El sujeto que teme a su propia
interioridad, que vive volcado exclusivamente hacia lo externo por miedo al
encuentro consigo mismo, no podrá mantener ni fortalecer la verdadera libertad,
pues ésta se encuentra precisamente en esa interioridad de la cual huye. Si no
habita en su interior, entonces no puede ser dueño de sí mismo pues no está
parado sobre los propios pies y su posición es demasiado débil, facilitando la
manipulación externa. La moda, la opinión ajena, la publicidad, las ideologías,
las cosmovisiones le serán impuestas sin obstáculos dado que él mismo no cuida
su hogar interno y corre el riesgo de que otros se adueñen de él. Y lo que es
particularmente peligroso, en no pocas oportunidades sitiarán su intimidad en
nombre de la “liberación” convenciéndolo de hacer lo que quiera, después de
haber obstaculizado la posibilidad de un querer auténticamente libre.
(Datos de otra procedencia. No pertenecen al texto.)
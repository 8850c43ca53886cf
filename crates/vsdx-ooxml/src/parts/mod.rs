//! Part extractors
//!
//! Each extractor reads its own parts from the unpacked package, writes the
//! rewritten XML under its own slice of the output tree and returns a model
//! fragment. Failures stay inside the extractor: they are logged and the
//! affected part is left out, so one bad part never stops the others.

pub mod app;
pub mod document;
pub mod masters;
pub mod pages;

use crate::archive::ScratchDir;
use crate::error::Result;
use crate::xml::PartTree;

/// Read and parse one unpacked part
fn load(scratch: &ScratchDir, name: &str) -> Result<PartTree> {
    let bytes = scratch.read(name)?;
    PartTree::parse(&bytes).map_err(|e| e.in_part(name))
}

/// Last path segment of an archive entry name
fn file_name(entry: &str) -> &str {
    entry.rsplit('/').next().unwrap_or(entry)
}
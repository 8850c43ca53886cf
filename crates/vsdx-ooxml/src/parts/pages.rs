//! Page parts (visio/pages/*.xml)
//!
//! Every page part is rewritten to `pages/<file name>` and summarized as a
//! [`PageSummary`]. The page name comes from the `PageName` cell of the page
//! sheet when there is one.

use std::fs;
use std::path::Path;

use crate::archive::ScratchDir;
use crate::error::Result;
use crate::model::PageSummary;
use crate::xml::{Element, PartTree};

/// Output folder for rewritten pages, relative to the output root
pub const OUTPUT_DIR: &str = "pages";

/// Cell name carrying the page name
const PAGE_NAME_CELL: &str = "PageName";

/// Name used when a `PageName` cell has no value attribute
const UNNAMED: &str = "Unnamed";

/// Extract every page part under `pages_dir`, in archive listing order
///
/// Pages that fail to parse or write are logged and left out.
pub fn extract(scratch: &ScratchDir, pages_dir: &str, output_dir: &Path) -> Vec<PageSummary> {
    let entries: Vec<&str> = scratch.xml_entries_in(pages_dir).collect();
    if entries.is_empty() {
        log::debug!("No page parts under {}", pages_dir);
        return Vec::new();
    }

    let pages_out = output_dir.join(OUTPUT_DIR);
    if let Err(e) = fs::create_dir_all(&pages_out) {
        log::error!("Cannot create {}: {}", pages_out.display(), e);
        return Vec::new();
    }

    entries
        .into_iter()
        .filter_map(|entry| match process_page(scratch, entry, &pages_out) {
            Ok(page) => {
                log::info!("Processed page: {}", page.filename);
                Some(page)
            }
            Err(e) => {
                log::error!("Error processing page {}: {}", entry, e);
                None
            }
        })
        .collect()
}

fn process_page(scratch: &ScratchDir, entry: &str, pages_out: &Path) -> Result<PageSummary> {
    let tree = super::load(scratch, entry)?;
    let filename = super::file_name(entry);
    let output_path = pages_out.join(filename);
    tree.save(&output_path)?;

    Ok(PageSummary {
        filename: filename.to_string(),
        element_count: tree.element_count(),
        root_tag: tree.root_tag(),
        name: resolve_name(&tree, filename),
        output_path,
    })
}

/// Page name from the page sheet, falling back to the file stem
pub fn resolve_name(tree: &PartTree, filename: &str) -> String {
    match page_name(tree.root()) {
        Some(name) if !name.is_empty() => name.to_string(),
        _ => file_stem(filename).to_string(),
    }
}

/// Loose page-sheet test: any element whose local name contains `PageSheet`
///
/// This also accepts names like `PageSheetExt`; that looseness is kept on
/// purpose so pages from unusual producers still resolve a name.
pub fn is_page_sheet(element: &Element) -> bool {
    element.local_name().contains("PageSheet")
}

/// `V` of the first `PageName` cell in the first page sheet, in document order
///
/// Only the first page sheet is searched. A matching cell without `V`
/// yields `"Unnamed"`.
pub fn page_name(root: &Element) -> Option<&str> {
    let sheet = std::iter::once(root)
        .chain(root.descendants())
        .find(|element| is_page_sheet(element))?;

    sheet
        .descendants()
        .filter(|element| element.local_name() == "Cell")
        .find(|cell| cell.attribute("N") == Some(PAGE_NAME_CELL))
        .map(|cell| cell.attribute("V").unwrap_or(UNNAMED))
}

fn file_stem(filename: &str) -> &str {
    match filename.strip_suffix(".xml") {
        Some(stem) if !stem.is_empty() => stem,
        _ => filename,
    }
}

#[cfg(test)]
mod tests {
    use std::io::Cursor;

    use super::*;
    use crate::archive::Container;
    use crate::test_utils::{build_package, PAGE1_XML};

    fn tree(xml: &str) -> PartTree {
        PartTree::parse(xml.as_bytes()).unwrap()
    }

    #[test]
    fn test_page_name_from_page_sheet() {
        let page = tree(PAGE1_XML);
        assert_eq!(page_name(page.root()), Some("Overview"));
        assert_eq!(resolve_name(&page, "page1.xml"), "Overview");
    }

    #[test]
    fn test_first_page_name_cell_wins() {
        let page = tree(
            r#"<PageContents>
                <PageSheet>
                    <Cell N="PageName" V="First"/>
                    <Section><Cell N="PageName" V="Second"/></Section>
                </PageSheet>
            </PageContents>"#,
        );
        assert_eq!(page_name(page.root()), Some("First"));
    }

    #[test]
    fn test_only_first_page_sheet_is_searched() {
        let page = tree(
            r#"<PageContents>
                <PageSheet><Cell N="PageWidth" V="8.5"/></PageSheet>
                <PageSheet><Cell N="PageName" V="Later"/></PageSheet>
            </PageContents>"#,
        );
        assert_eq!(page_name(page.root()), None);
        assert_eq!(resolve_name(&page, "page3.xml"), "page3");
    }

    #[test]
    fn test_fallback_to_file_stem() {
        let page = tree("<PageContents><Shapes/></PageContents>");
        assert_eq!(resolve_name(&page, "page1.xml"), "page1");
    }

    #[test]
    fn test_cell_without_value_is_unnamed() {
        let page =
            tree(r#"<PageContents><PageSheet><Cell N="PageName"/></PageSheet></PageContents>"#);
        assert_eq!(resolve_name(&page, "page1.xml"), "Unnamed");
    }

    #[test]
    fn test_empty_value_falls_back() {
        let page =
            tree(r#"<PageContents><PageSheet><Cell N="PageName" V=""/></PageSheet></PageContents>"#);
        assert_eq!(resolve_name(&page, "page2.xml"), "page2");
    }

    #[test]
    fn test_is_page_sheet_substring_match() {
        let page = tree(
            r#"<v:PageContents xmlns:v="urn:v"><v:PageSheetExt><v:Cell N="PageName" V="Loose"/></v:PageSheetExt></v:PageContents>"#,
        );
        let sheet = page.root().descendants().next().unwrap();
        assert!(is_page_sheet(sheet));
        assert!(!is_page_sheet(page.root()));
        assert_eq!(page_name(page.root()), Some("Loose"));
    }

    #[test]
    fn test_extract_pages_in_archive_order() {
        let bytes = build_package(&[
            ("visio/pages/page2.xml", "<PageContents><Shapes/></PageContents>"),
            ("visio/pages/page1.xml", PAGE1_XML),
            ("visio/pages/_rels/page1.xml.rels", "<Relationships/>"),
            ("visio/pages/page3.xml", "<PageContents><Shapes></PageContents>"),
        ]);
        let mut container = Container::from_reader(Cursor::new(bytes)).unwrap();
        let scratch = container.materialize().unwrap();
        let out = tempfile::tempdir().unwrap();

        let pages = extract(&scratch, "visio/pages", out.path());
        let names: Vec<_> = pages.iter().map(|p| p.name.as_str()).collect();
        assert_eq!(names, vec!["page2", "Overview"]);

        let overview = &pages[1];
        assert_eq!(overview.filename, "page1.xml");
        assert_eq!(overview.element_count, 6);
        assert_eq!(
            overview.root_tag,
            "{http://schemas.microsoft.com/office/visio/2012/main}PageContents"
        );
        assert_eq!(overview.output_path, out.path().join("pages").join("page1.xml"));
        assert!(overview.output_path.is_file());
        assert!(!out.path().join("pages").join("page3.xml").exists());
    }

    #[test]
    fn test_no_pages_no_output_folder() {
        let bytes = build_package(&[("visio/document.xml", "<VisioDocument/>")]);
        let mut container = Container::from_reader(Cursor::new(bytes)).unwrap();
        let scratch = container.materialize().unwrap();
        let out = tempfile::tempdir().unwrap();

        assert!(extract(&scratch, "visio/pages", out.path()).is_empty());
        assert!(!out.path().join(OUTPUT_DIR).exists());
    }
}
Mucho se habla, incluso se grita, sobre la libertad. A primera vista la defendemos todos y en su nombre también cada cual vende su mercancía. Sin embargo, habrá que estar atento para no perder el cuidado de la vida interior y no huir del encuentro con uno mismo, de lo contrario ese griterío no pasará de ser un vacuo bullicio y esas ventas se convertirán en totalitarismos invisibles que juegan con nuestra debilidad. Tal vez no sean pocas las veces en que somos esclavos inconscientes, de esos que incluso están satisfechos con su esclavitud, pues la confusión impide que la reconozcan como tal.
[1] R. Guardini, Libertad, gracia y destino, Lumen, Bs.
As., p. 16
[2] Los idiomas eslavos
muestran con acierto que, justamente por su libertad (“svoboda”), cada uno es “propio” (“svoj”), soberano de sí mismo. Cfr. M. Komar, Pot iz mrtvila, SKA, Buenos Aires, 1965, p.61 (edición en castellano La salida del letargo, Ed. Sabiduría Cristiana, 2014, p. 59.
[3] V. Frankl, El hombre en busca de sentido, Herder, Barcelona 2001, pp.
98-99.
[4] Cadena perpetua en España, Sueños de libertad
en la Argentina, película de 1994
dirigida por Frank Darabont, basada en la novela de Stephen King, Rita Hayworth y la redención de Shawshank.